Collected data entries
use std::future::Future;
use std::pin::Pin;
use std::task::{Context, Poll};

use http::header::HeaderValue;
use http::Request as HttpRequest;
use http::Response as HttpResponse;
use http_body_util::combinators::UnsyncBoxBody;
use sqlx::PgPool;
use tonic::Status;
use tower::{Layer, Service};
use uuid::Uuid;

use crate::db::users;
use crate::error::AppResult;
use crate::models::Role;
use crate::services::auth_service::decode_token;

/// Authenticated user info injected by the auth middleware into request extensions.
#[derive(Clone, Debug, PartialEq, Eq)]
pub struct AuthenticatedUser {
    pub user_id: Uuid,
    pub role: Role,
}

impl AuthenticatedUser {
    pub fn is_admin(&self) -> bool {
        self.role.is_admin()
    }
}

/// Reads the user injected by [`AuthMiddleware`].
pub fn authenticated_user<T>(request: &tonic::Request<T>) -> Result<AuthenticatedUser, Status> {
    request
        .extensions()
        .get::<AuthenticatedUser>()
        .cloned()
        .ok_or_else(|| Status::unauthenticated("Authentication required"))
}

/// The caller on a public path, when a valid token came with the request.
pub fn optional_user<T>(request: &tonic::Request<T>) -> Option<AuthenticatedUser> {
    request.extensions().get::<AuthenticatedUser>().cloned()
}

/// Paths served without a bearer token
const PUBLIC_PATHS: &[&str] = &[
    "/campus.auth.AuthService/SignUp",
    "/campus.auth.AuthService/Login",
    "/campus.auth.AuthService/ValidateToken",
    "/campus.items.ItemsService/ListItems",
    "/campus.items.ItemsService/GetItem",
    "/campus.events.EventsService/ListEvents",
    "/campus.events.EventsService/GetEvent",
    "/campus.events.EventsService/ExportEventIcs",
    "/grpc.health.v1.Health/Check",
    "/grpc.health.v1.Health/Watch",
    "/grpc.reflection.v1.ServerReflection/ServerReflectionInfo",
    "/grpc.reflection.v1alpha.ServerReflection/ServerReflectionInfo",
];

pub fn is_public_path(path: &str) -> bool {
    PUBLIC_PATHS.iter().any(|p| path == *p)
}

fn bearer_token(value: &str) -> Option<&str> {
    value
        .strip_prefix("Bearer ")
        .or_else(|| value.strip_prefix("bearer "))
        .map(str::trim)
        .filter(|t| !t.is_empty())
}

#[derive(Clone)]
pub struct AuthLayer {
    pool: PgPool,
    jwt_secret: String,
}

impl AuthLayer {
    pub fn new(pool: PgPool, jwt_secret: String) -> Self {
        Self { pool, jwt_secret }
    }
}

impl<S> Layer<S> for AuthLayer {
    type Service = AuthMiddleware<S>;

    fn layer(&self, inner: S) -> Self::Service {
        AuthMiddleware {
            inner,
            pool: self.pool.clone(),
            jwt_secret: self.jwt_secret.clone(),
        }
    }
}

#[derive(Clone)]
pub struct AuthMiddleware<S> {
    inner: S,
    pool: PgPool,
    jwt_secret: String,
}

/// Decides what a request carrying a valid token for `user_id` gets, given the
/// role lookup. Public paths never fail here: they fall back to anonymous.
fn admit(
    public: bool,
    user_id: Uuid,
    lookup: AppResult<Option<Role>>,
) -> Result<Option<AuthenticatedUser>, Status> {
    match lookup {
        Ok(Some(role)) => Ok(Some(AuthenticatedUser { user_id, role })),
        Ok(None) => {
            tracing::warn!("Token for unknown user {}", user_id);
            if public {
                Ok(None)
            } else {
                Err(Status::unauthenticated("Account no longer exists"))
            }
        }
        Err(e) => {
            tracing::error!("Failed to load role for user {}: {}", user_id, e);
            if public {
                Ok(None)
            } else {
                Err(Status::internal("Failed to verify account"))
            }
        }
    }
}

type BoxBody = UnsyncBoxBody<bytes::Bytes, Status>;

fn grpc_status_response(status: Status) -> HttpResponse<BoxBody> {
    let code = status.code() as i32;
    let message = status.message().to_string();

    let mut response = HttpResponse::new(UnsyncBoxBody::default());
    response.headers_mut().insert(
        "content-type",
        HeaderValue::from_static("application/grpc"),
    );
    response
        .headers_mut()
        .insert("grpc-status", HeaderValue::from(code));
    if !message.is_empty() {
        if let Ok(val) = HeaderValue::from_str(&message) {
            response.headers_mut().insert("grpc-message", val);
        }
    }
    response
}

impl<S, ReqBody> Service<HttpRequest<ReqBody>> for AuthMiddleware<S>
where
    S: Service<HttpRequest<ReqBody>, Response = HttpResponse<BoxBody>> + Clone + Send + 'static,
    S::Future: Send + 'static,
    S::Error: Send + 'static,
    ReqBody: Send + 'static,
{
    type Response = HttpResponse<BoxBody>;
    type Error = S::Error;
    type Future = Pin<Box<dyn Future<Output = Result<Self::Response, Self::Error>> + Send>>;

    fn poll_ready(&mut self, cx: &mut Context<'_>) -> Poll<Result<(), Self::Error>> {
        self.inner.poll_ready(cx)
    }

    fn call(&mut self, mut req: HttpRequest<ReqBody>) -> Self::Future {
        let mut inner = self.inner.clone();
        std::mem::swap(&mut self.inner, &mut inner);

        let pool = self.pool.clone();
        let jwt_secret = self.jwt_secret.clone();

        Box::pin(async move {
            let path = req.uri().path().to_string();
            let public = is_public_path(&path);

            let claims = req
                .headers()
                .get("authorization")
                .and_then(|v| v.to_str().ok())
                .and_then(bearer_token)
                .and_then(|token| decode_token(token, &jwt_secret).ok());

            let Some(claims) = claims else {
                if public {
                    return inner.call(req).await;
                }
                return Ok(grpc_status_response(Status::unauthenticated(
                    "Authentication required",
                )));
            };

            let Ok(user_id) = Uuid::parse_str(&claims.sub) else {
                if public {
                    return inner.call(req).await;
                }
                return Ok(grpc_status_response(Status::unauthenticated(
                    "Malformed token subject",
                )));
            };

            // The role is read from the database so demotions apply immediately.
            let lookup = users::current_role(&pool, user_id).await;
            match admit(public, user_id, lookup) {
                Ok(Some(user)) => {
                    req.extensions_mut().insert(user);
                }
                Ok(None) => {}
                Err(status) => return Ok(grpc_status_response(status)),
            }

            inner.call(req).await
        })
    }
}

#[cfg(test)]
mod tests {
    use super::*;
    use crate::error::AppError;

    #[test]
    fn test_public_paths() {
        assert!(is_public_path("/campus.auth.AuthService/Login"));
        assert!(is_public_path("/campus.items.ItemsService/ListItems"));
        assert!(is_public_path("/campus.events.EventsService/GetEvent"));
        assert!(!is_public_path("/campus.events.EventsService/Rsvp"));
        assert!(!is_public_path("/campus.items.ItemsService/UpdateClaimStatus"));
        assert!(!is_public_path("/campus.schedules.SchedulesService/FindFreeSlots"));
    }

    #[test]
    fn test_bearer_token() {
        assert_eq!(bearer_token("Bearer abc.def"), Some("abc.def"));
        assert_eq!(bearer_token("bearer abc"), Some("abc"));
        assert_eq!(bearer_token("Bearer "), None);
        assert_eq!(bearer_token("Basic abc"), None);
    }

    #[derive(Clone)]
    struct Echo;

    impl Service<HttpRequest<()>> for Echo {
        type Response = HttpResponse<BoxBody>;
        type Error = std::convert::Infallible;
        type Future = std::future::Ready<Result<Self::Response, Self::Error>>;

        fn poll_ready(&mut self, _cx: &mut Context<'_>) -> Poll<Result<(), Self::Error>> {
            Poll::Ready(Ok(()))
        }

        fn call(&mut self, _req: HttpRequest<()>) -> Self::Future {
            let mut response = HttpResponse::new(UnsyncBoxBody::default());
            response
                .headers_mut()
                .insert("x-reached", HeaderValue::from_static("1"));
            std::future::ready(Ok(response))
        }
    }

    fn middleware() -> AuthMiddleware<Echo> {
        let pool = sqlx::postgres::PgPoolOptions::new()
            .connect_lazy("postgres://localhost/campus_unused")
            .unwrap();
        AuthLayer::new(pool, "test-secret".to_string()).layer(Echo)
    }

    fn request(path: &str) -> HttpRequest<()> {
        HttpRequest::builder().uri(path).body(()).unwrap()
    }

    #[tokio::test]
    async fn test_public_path_passes_without_token() {
        let response = middleware()
            .call(request("/campus.items.ItemsService/ListItems"))
            .await
            .unwrap();
        assert!(response.headers().get("x-reached").is_some());
    }

    #[tokio::test]
    async fn test_private_path_rejected_without_token() {
        let response = middleware()
            .call(request("/campus.items.ItemsService/UpdateClaimStatus"))
            .await
            .unwrap();
        assert!(response.headers().get("x-reached").is_none());
        assert_eq!(response.headers().get("grpc-status").unwrap(), "16");
    }

    #[tokio::test]
    async fn test_private_path_rejected_with_forged_token() {
        let mut req = request("/campus.schedules.SchedulesService/FindFreeSlots");
        req.headers_mut().insert(
            "authorization",
            HeaderValue::from_static("Bearer not.a.jwt"),
        );
        let response = middleware().call(req).await.unwrap();
        assert!(response.headers().get("x-reached").is_none());
        assert_eq!(response.headers().get("grpc-status").unwrap(), "16");
    }

    #[test]
    fn test_admit_known_user() {
        let id = Uuid::new_v4();
        for public in [true, false] {
            let user = admit(public, id, Ok(Some(Role::Faculty))).unwrap().unwrap();
            assert_eq!(user.user_id, id);
            assert_eq!(user.role, Role::Faculty);
        }
    }

    #[test]
    fn test_admit_deleted_account_on_public_path_is_anonymous() {
        let user = admit(true, Uuid::new_v4(), Ok(None)).unwrap();
        assert!(user.is_none());
    }

    #[test]
    fn test_admit_deleted_account_on_private_path_is_rejected() {
        let status = admit(false, Uuid::new_v4(), Ok(None)).unwrap_err();
        assert_eq!(status.code(), tonic::Code::Unauthenticated);
    }

    #[test]
    fn test_admit_lookup_failure() {
        let failed = || Err(AppError::Internal("pool closed".to_string()));
        assert!(admit(true, Uuid::new_v4(), failed()).unwrap().is_none());
        let status = admit(false, Uuid::new_v4(), failed()).unwrap_err();
        assert_eq!(status.code(), tonic::Code::Internal);
    }

    #[tokio::test]
    async fn test_public_path_passes_with_malformed_subject() {
        let token = jsonwebtoken::encode(
            &jsonwebtoken::Header::default(),
            &crate::services::auth_service::Claims {
                sub: "not-a-uuid".to_string(),
                role: "student".to_string(),
                exp: chrono::Utc::now().timestamp() + 3600,
                iat: chrono::Utc::now().timestamp(),
            },
            &jsonwebtoken::EncodingKey::from_secret(b"test-secret"),
        )
        .unwrap();
        let mut req = request("/campus.events.EventsService/ListEvents");
        req.headers_mut().insert(
            "authorization",
            HeaderValue::from_str(&format!("Bearer {}", token)).unwrap(),
        );
        let response = middleware().call(req).await.unwrap();
        assert!(response.headers().get("x-reached").is_some());
    }

    #[test]
    fn test_grpc_status_response_headers() {
        let response = grpc_status_response(Status::unauthenticated("Authentication required"));
        let headers = response.headers();
        assert_eq!(headers.get("grpc-status").unwrap(), "16");
        assert_eq!(headers.get("grpc-message").unwrap(), "Authentication required");
    }
}
pub mod app_user;
pub mod event;
pub mod item;
pub mod item_claim;
pub mod notification;
pub mod schedule;

pub use app_user::*;
pub use event::*;
pub use item::*;
pub use item_claim::*;
pub use notification::*;
pub use schedule::*;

=== What is required ===
Which lines of the records above hold the word "health"? Copy each one out.

=== Response ===
    "/grpc.health.v1.Health/Check",
    "/grpc.health.v1.Health/Watch",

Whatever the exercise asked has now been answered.